Nous pouvons d’autant plus facilement aboutir que nos deux partis sont d’accord puisqu’aussi bien notre proposition souligne que la résolution du Congrès socialiste de Marseille correspond exactement, en ce qui concerne l’unité, à l’opinion du Parti communiste.
Nous sommes, comme vous, partisans d’élaborer pour le Parti unique un projet de statut assurant en fait et non seulement en paroles, la démocratie à tous les degrés de l’organisation et la souveraineté des Congrès nationaux et internationaux.
C’est pourquoi, considérant que nos deux Partis étant d’accord, peuvent très vite faire de l’unité une réalité vivante, nous proposons que la Commission d’unification se réunisse le mardi 7 septembre.
Nous avons confiance dans la réalisation de l’unité qui est indispensable pour que nous puissions résister aux assauts des ennemis du peuple, pour que nous puissions défendre le pain, la liberté et la paix, et pour que nous puissions tous ensemble appliquer intégralement le programme du Front populaire.
Dans l’espoir d’une réponse favorable à notre proposition.
Recevez, chers camarades, nos fraternelles salutations.Pour le Secrétariat du Parti Communiste Français
Jacques Duclos »
Il n’y aura naturellement aucune suite à cela.

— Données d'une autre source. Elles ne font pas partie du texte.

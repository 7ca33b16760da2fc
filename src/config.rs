//! Hook configuration.
//!
//! The hook reads a JSON file (by default [`DEFAULT_CONFIG_PATH`], relative
//! to the repository owner's working directory) such as:
//!
//! ```json
//! {
//!   "database_url": "postgres://git@localhost/pushrelay",
//!   "pool_size": 2,
//!   "connect_timeout_secs": 10,
//!   "log": { "level": "info", "file": "log/update.log" }
//! }
//! ```
//!
//! `PUSHRELAY_DATABASE_URL` overrides `database_url` so credentials need not
//! live in the file.

use crate::update_task::domain::HookEnvironment;
use camino::{Utf8Path, Utf8PathBuf};
use cap_std::ambient_authority;
use cap_std::fs_utf8::Dir;
use serde::Deserialize;
use std::time::Duration;
use thiserror::Error;

/// Configuration path used when `--config` is not given.
pub const DEFAULT_CONFIG_PATH: &str = "custom/conf/pushrelay.json";

/// Environment variable overriding the configured database URL.
pub const DATABASE_URL_VAR: &str = "PUSHRELAY_DATABASE_URL";

const DEFAULT_POOL_SIZE: u32 = 2;
const DEFAULT_CONNECT_TIMEOUT_SECS: u64 = 10;
const DEFAULT_LOG_LEVEL: &str = "warn";

/// Errors raised while loading the hook configuration.
#[derive(Debug, Error)]
pub enum ConfigError {
    /// The configuration file could not be read.
    #[error("failed to read config file {path}: {source}")]
    Read {
        /// Path of the configuration file.
        path: Utf8PathBuf,
        /// Underlying I/O error.
        #[source]
        source: std::io::Error,
    },

    /// The configuration file is not valid JSON for [`HookConfig`].
    #[error("failed to parse config file {path}: {source}")]
    Parse {
        /// Path of the configuration file.
        path: Utf8PathBuf,
        /// Underlying parse error.
        #[source]
        source: serde_json::Error,
    },

    /// Neither the file nor `PUSHRELAY_DATABASE_URL` names a database.
    #[error("database_url is not set in {path} or PUSHRELAY_DATABASE_URL")]
    MissingDatabaseUrl {
        /// Path of the configuration file.
        path: Utf8PathBuf,
    },

    /// The connection pool size is zero.
    #[error("pool_size must be at least 1")]
    InvalidPoolSize,
}

/// Logging settings for the hook process.
#[derive(Debug, Clone, PartialEq, Eq, Deserialize)]
#[serde(deny_unknown_fields)]
pub struct LogSettings {
    /// Default `tracing` filter directive, used when `RUST_LOG` is unset.
    ///
    /// Defaults to `warn`: without a log file, stderr is relayed to the
    /// pushing client as `remote:` lines.
    #[serde(default = "default_log_level")]
    pub level: String,
    /// File the hook appends its log to instead of stderr.
    #[serde(default)]
    pub file: Option<Utf8PathBuf>,
}

impl Default for LogSettings {
    fn default() -> Self {
        Self {
            level: default_log_level(),
            file: None,
        }
    }
}

fn default_log_level() -> String {
    DEFAULT_LOG_LEVEL.to_owned()
}

const fn default_pool_size() -> u32 {
    DEFAULT_POOL_SIZE
}

const fn default_connect_timeout_secs() -> u64 {
    DEFAULT_CONNECT_TIMEOUT_SECS
}

#[derive(Debug, Deserialize)]
#[serde(deny_unknown_fields)]
struct ConfigFile {
    #[serde(default)]
    database_url: Option<String>,
    #[serde(default = "default_pool_size")]
    pool_size: u32,
    #[serde(default = "default_connect_timeout_secs")]
    connect_timeout_secs: u64,
    #[serde(default)]
    log: LogSettings,
}

/// Validated hook configuration.
#[derive(Debug, Clone, PartialEq, Eq)]
pub struct HookConfig {
    database_url: String,
    pool_size: u32,
    connect_timeout: Duration,
    log: LogSettings,
}

impl HookConfig {
    /// Reads and validates the configuration file at `path`.
    ///
    /// # Errors
    ///
    /// Returns [`ConfigError`] when the file cannot be read or parsed, or when
    /// the resulting configuration is invalid.
    pub fn load(path: &Utf8Path, env: &impl HookEnvironment) -> Result<Self, ConfigError> {
        let contents = read_config_file(path).map_err(|source| ConfigError::Read {
            path: path.to_owned(),
            source,
        })?;
        Self::from_json(path, &contents, env)
    }

    /// Parses and validates configuration JSON; `path` is used in errors.
    ///
    /// # Errors
    ///
    /// Returns [`ConfigError`] when the JSON is malformed or the resulting
    /// configuration is invalid.
    pub fn from_json(
        path: &Utf8Path,
        contents: &str,
        env: &impl HookEnvironment,
    ) -> Result<Self, ConfigError> {
        let file: ConfigFile =
            serde_json::from_str(contents).map_err(|source| ConfigError::Parse {
                path: path.to_owned(),
                source,
            })?;

        let database_url = env
            .var(DATABASE_URL_VAR)
            .filter(|url| !url.trim().is_empty())
            .or(file.database_url)
            .filter(|url| !url.trim().is_empty())
            .ok_or_else(|| ConfigError::MissingDatabaseUrl {
                path: path.to_owned(),
            })?;
        if file.pool_size == 0 {
            return Err(ConfigError::InvalidPoolSize);
        }

        Ok(Self {
            database_url,
            pool_size: file.pool_size,
            connect_timeout: Duration::from_secs(file.connect_timeout_secs),
            log: file.log,
        })
    }

    /// Returns the `PostgreSQL` connection URL.
    #[must_use]
    pub fn database_url(&self) -> &str {
        &self.database_url
    }

    /// Returns the maximum number of pooled connections.
    #[must_use]
    pub const fn pool_size(&self) -> u32 {
        self.pool_size
    }

    /// Returns how long to wait for a database connection.
    #[must_use]
    pub const fn connect_timeout(&self) -> Duration {
        self.connect_timeout
    }

    /// Returns the logging settings.
    #[must_use]
    pub const fn log(&self) -> &LogSettings {
        &self.log
    }
}

/// Splits `path` into its parent directory and file name.
pub(crate) fn split_file_path(path: &Utf8Path) -> std::io::Result<(&Utf8Path, &str)> {
    let file_name = path.file_name().ok_or_else(|| {
        std::io::Error::new(
            std::io::ErrorKind::InvalidInput,
            format!("path {path} does not name a file"),
        )
    })?;
    let parent = path
        .parent()
        .filter(|parent| !parent.as_str().is_empty())
        .unwrap_or_else(|| Utf8Path::new("."));
    Ok((parent, file_name))
}

fn read_config_file(path: &Utf8Path) -> std::io::Result<String> {
    let (parent, file_name) = split_file_path(path)?;
    let dir = Dir::open_ambient_dir(parent, ambient_authority())?;
    dir.read_to_string(file_name)
}
//! Update task record and its dispatch lifecycle.

use super::{CommitId, CorrelationId, ParseUpdateTaskStatusError, RefName, UpdateTaskId};
use chrono::{DateTime, Utc};
use mockable::Clock;
use serde::{Deserialize, Serialize};

/// Dispatch state of an update task.
#[derive(Debug, Clone, Copy, PartialEq, Eq, Hash, Serialize, Deserialize)]
#[serde(rename_all = "snake_case")]
pub enum UpdateTaskStatus {
    /// Recorded by the update hook and not yet handed downstream.
    Pending,
    /// Accepted by every downstream consumer.
    Dispatched,
}

impl UpdateTaskStatus {
    /// Returns the canonical storage representation.
    #[must_use]
    pub const fn as_str(self) -> &'static str {
        match self {
            Self::Pending => "pending",
            Self::Dispatched => "dispatched",
        }
    }
}

impl TryFrom<&str> for UpdateTaskStatus {
    type Error = ParseUpdateTaskStatusError;

    fn try_from(value: &str) -> Result<Self, Self::Error> {
        let normalized = value.trim().to_ascii_lowercase();
        match normalized.as_str() {
            "pending" => Ok(Self::Pending),
            "dispatched" => Ok(Self::Dispatched),
            _ => Err(ParseUpdateTaskStatusError(value.to_owned())),
        }
    }
}

/// Kind of change a ref update makes, derived from the zero object id.
#[derive(Debug, Clone, Copy, PartialEq, Eq, Hash, Serialize, Deserialize)]
#[serde(rename_all = "snake_case")]
pub enum RefUpdateKind {
    /// The ref did not exist before the push.
    Create,
    /// The ref was removed by the push.
    Delete,
    /// The ref moved from one commit to another.
    Update,
}

/// Validated ref update extracted from one hook invocation.
#[derive(Debug, Clone, PartialEq, Eq, Serialize, Deserialize)]
pub struct RefUpdate {
    /// Push the update belongs to.
    pub correlation_id: CorrelationId,
    /// Updated ref.
    pub ref_name: RefName,
    /// Commit the ref pointed at before the push.
    pub old_commit_id: CommitId,
    /// Commit the ref points at after the push.
    pub new_commit_id: CommitId,
}

/// One ref update within one push, as stored in the task store.
#[derive(Debug, Clone, PartialEq, Eq, Serialize, Deserialize)]
pub struct UpdateTask {
    id: UpdateTaskId,
    correlation_id: CorrelationId,
    ref_name: RefName,
    old_commit_id: CommitId,
    new_commit_id: CommitId,
    status: UpdateTaskStatus,
    created_at: DateTime<Utc>,
    updated_at: DateTime<Utc>,
    dispatched_at: Option<DateTime<Utc>>,
}

/// Parameter object for reconstructing a persisted update task.
#[derive(Debug, Clone, PartialEq, Eq)]
pub struct PersistedUpdateTaskData {
    /// Persisted row identifier.
    pub id: UpdateTaskId,
    /// Persisted correlation identifier.
    pub correlation_id: CorrelationId,
    /// Persisted ref name.
    pub ref_name: RefName,
    /// Persisted previous commit.
    pub old_commit_id: CommitId,
    /// Persisted new commit.
    pub new_commit_id: CommitId,
    /// Persisted dispatch state.
    pub status: UpdateTaskStatus,
    /// Persisted ingestion timestamp.
    pub created_at: DateTime<Utc>,
    /// Persisted latest ingestion timestamp.
    pub updated_at: DateTime<Utc>,
    /// Persisted dispatch timestamp, if dispatched.
    pub dispatched_at: Option<DateTime<Utc>>,
}

impl UpdateTask {
    /// Creates a pending task for a validated ref update.
    #[must_use]
    pub fn new(update: RefUpdate, clock: &impl Clock) -> Self {
        let timestamp = clock.utc();
        let RefUpdate {
            correlation_id,
            ref_name,
            old_commit_id,
            new_commit_id,
        } = update;

        Self {
            id: UpdateTaskId::new(),
            correlation_id,
            ref_name,
            old_commit_id,
            new_commit_id,
            status: UpdateTaskStatus::Pending,
            created_at: timestamp,
            updated_at: timestamp,
            dispatched_at: None,
        }
    }

    /// Reconstructs a task from persisted storage.
    #[must_use]
    pub fn from_persisted(data: PersistedUpdateTaskData) -> Self {
        Self {
            id: data.id,
            correlation_id: data.correlation_id,
            ref_name: data.ref_name,
            old_commit_id: data.old_commit_id,
            new_commit_id: data.new_commit_id,
            status: data.status,
            created_at: data.created_at,
            updated_at: data.updated_at,
            dispatched_at: data.dispatched_at,
        }
    }

    /// Returns the row identifier.
    #[must_use]
    pub const fn id(&self) -> UpdateTaskId {
        self.id
    }

    /// Returns the push correlation identifier.
    #[must_use]
    pub const fn correlation_id(&self) -> &CorrelationId {
        &self.correlation_id
    }

    /// Returns the updated ref.
    #[must_use]
    pub const fn ref_name(&self) -> &RefName {
        &self.ref_name
    }

    /// Returns the commit the ref pointed at before the push.
    #[must_use]
    pub const fn old_commit_id(&self) -> &CommitId {
        &self.old_commit_id
    }

    /// Returns the commit the ref points at after the push.
    #[must_use]
    pub const fn new_commit_id(&self) -> &CommitId {
        &self.new_commit_id
    }

    /// Returns the dispatch state.
    #[must_use]
    pub const fn status(&self) -> UpdateTaskStatus {
        self.status
    }

    /// Returns the first ingestion timestamp.
    #[must_use]
    pub const fn created_at(&self) -> DateTime<Utc> {
        self.created_at
    }

    /// Returns the latest ingestion timestamp.
    #[must_use]
    pub const fn updated_at(&self) -> DateTime<Utc> {
        self.updated_at
    }

    /// Returns when the task was dispatched, if it has been.
    #[must_use]
    pub const fn dispatched_at(&self) -> Option<DateTime<Utc>> {
        self.dispatched_at
    }

    /// Returns `true` while the task awaits dispatch.
    #[must_use]
    pub fn is_pending(&self) -> bool {
        self.status == UpdateTaskStatus::Pending
    }

    /// Classifies the ref update by its zero object ids.
    #[must_use]
    pub fn kind(&self) -> RefUpdateKind {
        if self.old_commit_id.is_zero() {
            RefUpdateKind::Create
        } else if self.new_commit_id.is_zero() {
            RefUpdateKind::Delete
        } else {
            RefUpdateKind::Update
        }
    }

    /// Applies a re-ingestion of the same (correlation id, ref name) pair.
    ///
    /// The identity and creation time of `self` are kept; commit ids and the
    /// update timestamp come from `incoming`. The task returns to pending so
    /// the newer ref state is dispatched.
    pub fn reingest(&mut self, incoming: &Self) {
        debug_assert_eq!(self.correlation_id, incoming.correlation_id);
        debug_assert_eq!(self.ref_name, incoming.ref_name);
        self.old_commit_id = incoming.old_commit_id.clone();
        self.new_commit_id = incoming.new_commit_id.clone();
        self.updated_at = incoming.updated_at;
        self.status = UpdateTaskStatus::Pending;
        self.dispatched_at = None;
    }

    /// Transitions the task to dispatched.
    pub const fn mark_dispatched(&mut self, at: DateTime<Utc>) {
        self.status = UpdateTaskStatus::Dispatched;
        self.dispatched_at = Some(at);
    }
}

Et la base socialiste ne pressa pas les choses non plus, à part en région parisienne, où il eut notamment en septembre 1937 un appel commun des organisations du Parti socialiste et du Parti Communiste Français à la défense de l’Espagne républicaine et à la mise en place de comités pour la réunification.
On parle là d’une dynamique très particulière, propre à la région parisienne où les ouvriers étaient bien plus à gauche que le reste du pays et surtout dans un activisme réel pratiquement au quotidien.
Le Parti Communiste Français se félicita donc d’une telle avancée, et de quelques autres initiatives locales du même type, mais il ne sut pas agir correctement avec la base socialiste qui, bientôt, va finir par lui tourner le dos sous l’effet de la propagande acharnée de la direction, Léon Blum en tête.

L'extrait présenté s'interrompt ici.